Si nous prenons en considération la peine de notre Père céleste qui a perdu Ses enfants, comment pouvons-nous esquiver la responsabilité de les « ramener à la maison » ? Certains prétendront qu’ils n’ont suivi aucune formation professionnelle de Kirouv, et qu’ils ne peuvent donc assumer une telle tâche. Mais de même qu’il n’est pas nécessaire d’aller à l’école pour rendre un objet perdu, personne ne doit être formé pour ramener une Néchama (âme) juive perdue. Les seules aptitudes requises sont d’avoir un cœur empli d’amour et de ressentir la douleur de notre Père céleste qui attend le retour de Ses enfants.
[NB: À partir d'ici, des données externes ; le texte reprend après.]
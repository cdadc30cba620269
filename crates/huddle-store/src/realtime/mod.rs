pub mod client;
pub mod protocol;

pub use client::RealtimeClient;
pub use protocol::{parse_change, PhoenixMessage};
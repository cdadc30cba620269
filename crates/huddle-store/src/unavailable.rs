use async_trait::async_trait;
use serde_json::Value;

use crate::error::{Result, StoreError};
use crate::feed::{ChangeFeed, FeedSpec};
use crate::query::{Filter, Query};
use crate::trait_client::{ObjectStorage, RemoteStore};

/// Store used when no endpoint or key is configured; every call fails with
/// [`StoreError::Unavailable`] instead of reaching the network.
#[derive(Debug, Clone)]
pub struct UnavailableStore {
    reason: String,
}

impl UnavailableStore {
    pub fn new(reason: impl Into<String>) -> Self {
        Self {
            reason: reason.into(),
        }
    }

    pub fn reason(&self) -> &str {
        &self.reason
    }

    fn fail<T>(&self) -> Result<T> {
        Err(StoreError::Unavailable(self.reason.clone()))
    }
}

impl Default for UnavailableStore {
    fn default() -> Self {
        Self::new("store endpoint or key not configured")
    }
}

#[async_trait]
impl RemoteStore for UnavailableStore {
    async fn select(&self, _table: &str, _query: Query) -> Result<Vec<Value>> {
        self.fail()
    }

    async fn insert(&self, _table: &str, _row: Value) -> Result<Value> {
        self.fail()
    }

    async fn update(&self, _table: &str, _filters: &[Filter], _patch: Value) -> Result<Vec<Value>> {
        self.fail()
    }

    async fn delete(&self, _table: &str, _filters: &[Filter]) -> Result<Vec<Value>> {
        self.fail()
    }

    async fn rpc(&self, _function: &str, _args: Value) -> Result<Value> {
        self.fail()
    }

    async fn subscribe(&self, _spec: FeedSpec) -> Result<ChangeFeed> {
        self.fail()
    }

    fn is_available(&self) -> bool {
        false
    }
}

#[async_trait]
impl ObjectStorage for UnavailableStore {
    async fn upload(&self, _bucket: &str, _path: &str, _bytes: Vec<u8>, _content_type: &str) -> Result<String> {
        self.fail()
    }

    fn public_url(&self, _bucket: &str, _path: &str) -> String {
        String::new()
    }
}

#[cfg(test)]
mod tests {
    use super::*;

    #[tokio::test]
    async fn test_every_call_is_unavailable() {
        let store = UnavailableStore::default();
        assert!(!store.is_available());
        let err = store.select("channels", Query::new()).await.unwrap_err();
        assert!(err.is_unavailable());
        assert!(store.subscribe(FeedSpec::new("messages")).await.unwrap_err().is_unavailable());
    }
}
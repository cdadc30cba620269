use serde::{Deserialize, Serialize};

/// Speaker of a conversation turn
#[derive(Debug, Clone, Copy, PartialEq, Eq, Serialize, Deserialize)]
#[serde(rename_all = "lowercase")]
pub enum Role {
    User,
    Model,
}

impl Role {
    pub fn as_str(self) -> &'static str {
        match self {
            Role::User => "user",
            Role::Model => "model",
        }
    }
}

/// One turn of a conversation sent to the model
#[derive(Debug, Clone, PartialEq, Serialize, Deserialize)]
pub struct Turn {
    pub role: Role,
    pub text: String,
}

impl Turn {
    pub fn user(text: impl Into<String>) -> Self {
        Self {
            role: Role::User,
            text: text.into(),
        }
    }

    pub fn model(text: impl Into<String>) -> Self {
        Self {
            role: Role::Model,
            text: text.into(),
        }
    }
}

/// Merge adjacent turns of the same role.
///
/// The API expects roles to alternate, while replayed histories may hold
/// several user turns in a row.
pub fn coalesce(turns: &[Turn]) -> Vec<Turn> {
    let mut merged: Vec<Turn> = Vec::with_capacity(turns.len());
    for turn in turns {
        match merged.last_mut() {
            Some(last) if last.role == turn.role => {
                last.text.push_str("\n\n");
                last.text.push_str(&turn.text);
            }
            _ => merged.push(turn.clone()),
        }
    }
    merged
}

#[cfg(test)]
mod tests {
    use super::*;

    #[test]
    fn test_coalesce_merges_runs() {
        let turns = vec![
            Turn::user("a"),
            Turn::user("b"),
            Turn::model("c"),
            Turn::user("d"),
        ];
        let merged = coalesce(&turns);
        assert_eq!(merged.len(), 3);
        assert_eq!(merged[0].text, "a\n\nb");
        assert_eq!(merged[1].role, Role::Model);
    }

    #[test]
    fn test_coalesce_empty() {
        assert!(coalesce(&[]).is_empty());
    }
}
use serde::de::DeserializeOwned;
use serde::{Deserialize, Serialize};
use serde_json::Value;

/// Kind of row-level change delivered by a realtime feed
#[derive(Debug, Clone, Copy, PartialEq, Eq, Serialize, Deserialize)]
#[serde(rename_all = "UPPERCASE")]
pub enum ChangeKind {
    Insert,
    Update,
    Delete,
}

/// A single row-level change pushed by the remote store.
///
/// Feeds deliver at-least-once, so the same insert can arrive twice.
#[derive(Debug, Clone, PartialEq, Serialize, Deserialize)]
pub struct ChangeEvent {
    pub kind: ChangeKind,
    pub schema: String,
    pub table: String,
    #[serde(default, skip_serializing_if = "Option::is_none")]
    pub record: Option<Value>,
    #[serde(default, skip_serializing_if = "Option::is_none")]
    pub old_record: Option<Value>,
}

impl ChangeEvent {
    pub fn insert(table: impl Into<String>, record: Value) -> Self {
        Self {
            kind: ChangeKind::Insert,
            schema: "public".to_string(),
            table: table.into(),
            record: Some(record),
            old_record: None,
        }
    }

    pub fn update(table: impl Into<String>, record: Value, old_record: Option<Value>) -> Self {
        Self {
            kind: ChangeKind::Update,
            schema: "public".to_string(),
            table: table.into(),
            record: Some(record),
            old_record,
        }
    }

    pub fn delete(table: impl Into<String>, old_record: Value) -> Self {
        Self {
            kind: ChangeKind::Delete,
            schema: "public".to_string(),
            table: table.into(),
            record: None,
            old_record: Some(old_record),
        }
    }

    /// Decode the new row image, if the event carries one
    pub fn record_as<T: DeserializeOwned>(&self) -> Option<T> {
        self.record
            .as_ref()
            .and_then(|r| serde_json::from_value(r.clone()).ok())
    }

    /// Read a string column from the old row image (deletes usually only carry keys)
    pub fn old_str(&self, column: &str) -> Option<&str> {
        self.old_record.as_ref()?.get(column)?.as_str()
    }

    /// Read a string column from the new row image
    pub fn new_str(&self, column: &str) -> Option<&str> {
        self.record.as_ref()?.get(column)?.as_str()
    }
}
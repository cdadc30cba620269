use std::fmt;

/// Whether a hook is backed by the live store or running on fallback data
#[derive(Debug, Clone, PartialEq, Eq, Default)]
pub enum SyncMode {
    #[default]
    Live,
    /// Configuration is missing or the store could not be reached
    Degraded { reason: String },
}

impl SyncMode {
    pub fn degraded(reason: impl Into<String>) -> Self {
        SyncMode::Degraded {
            reason: reason.into(),
        }
    }

    pub fn is_degraded(&self) -> bool {
        matches!(self, SyncMode::Degraded { .. })
    }

    pub fn reason(&self) -> Option<&str> {
        match self {
            SyncMode::Live => None,
            SyncMode::Degraded { reason } => Some(reason),
        }
    }
}

impl fmt::Display for SyncMode {
    fn fmt(&self, f: &mut fmt::Formatter<'_>) -> fmt::Result {
        match self {
            SyncMode::Live => f.write_str("live"),
            SyncMode::Degraded { reason } => write!(f, "degraded ({})", reason),
        }
    }
}
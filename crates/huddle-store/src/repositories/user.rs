use std::sync::Arc;

use huddle_types::User;

use super::{decode_all, USERS};
use crate::error::Result;
use crate::query::Query;
use crate::trait_client::RemoteStore;

#[derive(Clone)]
pub struct UserRepository {
    store: Arc<dyn RemoteStore>,
}

impl UserRepository {
    pub fn new(store: Arc<dyn RemoteStore>) -> Self {
        Self { store }
    }

    pub async fn list_all(&self) -> Result<Vec<User>> {
        let rows = self
            .store
            .select(USERS, Query::new().columns("id, name, email, role"))
            .await?;
        decode_all(rows)
    }
}
//! # Huddle - realtime team chat with an AI assistant
//!
//! Huddle keeps a client-side view of channels, direct messages and AI chats
//! in sync with a hosted Postgres backend (REST + realtime change feeds +
//! object storage) and asks Gemini for replies and chat titles.
//!
//! ## Quick Start
//!
//! ```rust,no_run
//! use huddle::prelude::*;
//!
//! #[tokio::main]
//! async fn main() -> Result<()> {
//!     let mut app = AppBuilder::new()
//!         .store(StoreConfig::new("https://project.example.co", "anon-key"))
//!         .generative_key(std::env::var("GENERATIVE_API_KEY")?)
//!         .user(AuthUser::new("user-id"))
//!         .build()?;
//!
//!     app.start().await;
//!     app.chat_mut().send("Hello team!").await?;
//!
//!     let chat = app.ai_chat_mut().create_chat("Summarize our roadmap").await?;
//!     println!("{}", chat.title);
//!
//!     app.shutdown().await;
//!     Ok(())
//! }
//! ```
//!
//! ## Architecture
//!
//! - **huddle-types**: entity models, environment, naming helpers
//! - **huddle-llm**: generative gateway (Gemini client, sessions, titles)
//! - **huddle-store**: remote data gateway (REST, realtime feeds, storage, in-memory store)
//! - **huddle-sync**: channel and AI chat synchronization hooks
//!
//! Without a store endpoint or key the app runs in degraded mode outside
//! production: hooks stay usable and show placeholder channels.

pub use huddle_llm as llm;
pub use huddle_store as store;
pub use huddle_sync as sync;
pub use huddle_types as types;

pub use huddle_llm::{Generator, GenerativeClient, GenerativeConfig};
pub use huddle_store::{MemoryStore, RemoteStore, StoreConfig};
pub use huddle_sync::{AiChatSync, ChatSync, ResourceLibrary, SyncError, SyncMode};
pub use huddle_types::{AuthUser, Environment};

pub mod builder;
pub mod config;
pub mod console;
pub mod logging;

/// Convenient prelude with commonly used types
pub mod prelude {
    pub use crate::builder::{App, AppBuilder};
    pub use crate::config::Config;
    pub use crate::types::{AiChat, AuthUser, Channel, ChannelKind, Environment, Message, Privacy};
    pub use crate::store::StoreConfig;
    pub use crate::sync::{SyncError, SyncMode};
    pub use anyhow::Result;
}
Mais est-ce vraiment réalisable ? Pour vous le prouver, je vous livre une expérience personnelle qui indique qu’aucune connaissance spécifique n’est nécessaire.
Comme beaucoup d’entre vous le savent, je vis dans un quartier dans lequel 99% des résidents respectent le Chabbath. J’y ai emménagé peu de temps après le décès de mon mari bien-aimé, le Rav Méchoulem Halévi Jungreis. J’ai décidé de faire ce changement parce que deux de mes enfants y résident, et que, grâce à D.ieu, je peux passer le Chabbath avec eux.
Pour être honnête, je ne connais pas très bien mes voisins. Mes tournées de conférences me conduisent dans le monde entier, et je n’ai pas le temps de socialiser ; de plus, n’ayant pas de jeunes enfants, je n’ai pas l’occasion d’être en contact avec d’autres parents. Il y a quelques semaines, revenant à pied chez moi après le repas de Chabbath passé chez ma fille, je vis un homme faire du jardinage, une scène inhabituelle dans mon quartier. Je m’arrêtai pour lui souhaiter Chabbath Chalom. Il me lança un regard ébahi, indiquant qu’il n’avait pas l’habitude d’être salué ainsi. La plupart des passants l’ignoraient. J’étais sur le point de partir, mais il se hâta de me rejoindre.
Comment savez-vous que je suis Juif ?, me lança-t-il sur un ton de défi.
Nos Sages nous enseignent que les yeux sont les fenêtres de l’âme, votre âme m’a parlé, répondis-je.
Il fut pris de court.
Quel est votre nom juif ?, demandai-je.
Its’hak Ben David Hacohen, répondit-il.
Quel nom magnifique ! Its’hak, qui est monté sur l’autel et était prêt à sacrifier sa vie ! Its’hak, qui nous a enseigné le sens du sacrifice et vivait pour une mission plus noble… David, le Roi d’Israël, qui a écrit des psaumes et ouvert notre cœur à D.ieu… David, qui a permis à notre peuple d’entonner des chants à D.ieu… David, qui a touché non seulement tous les Juifs, mais toute l’humanité. Et, de plus, poursuivis-je, vous êtes un Cohen, un descendant de la glorieuse famille de prêtres d’Aharon, qui a été choisi pour officier devant D.ieu et représenter le peuple juif. Comment pouvais-je ne pas reconnaître votre âme juive ?
Ses yeux s’humidifièrent et je répétai : « Bon Chabbath ! »
Deux petits mots qui peuvent éveiller une Néchama endormie… deux petits mots qui peuvent allumer une flamme, faire venir des larmes aux yeux et lancer un Juif sur le chemin du retour vers le Sinaï.
Alors, la prochaine fois que vous passez à côté d’un frère juif, d’une sœur juive… prononcez ces mots magiques : « Chabbath Chalom ! ».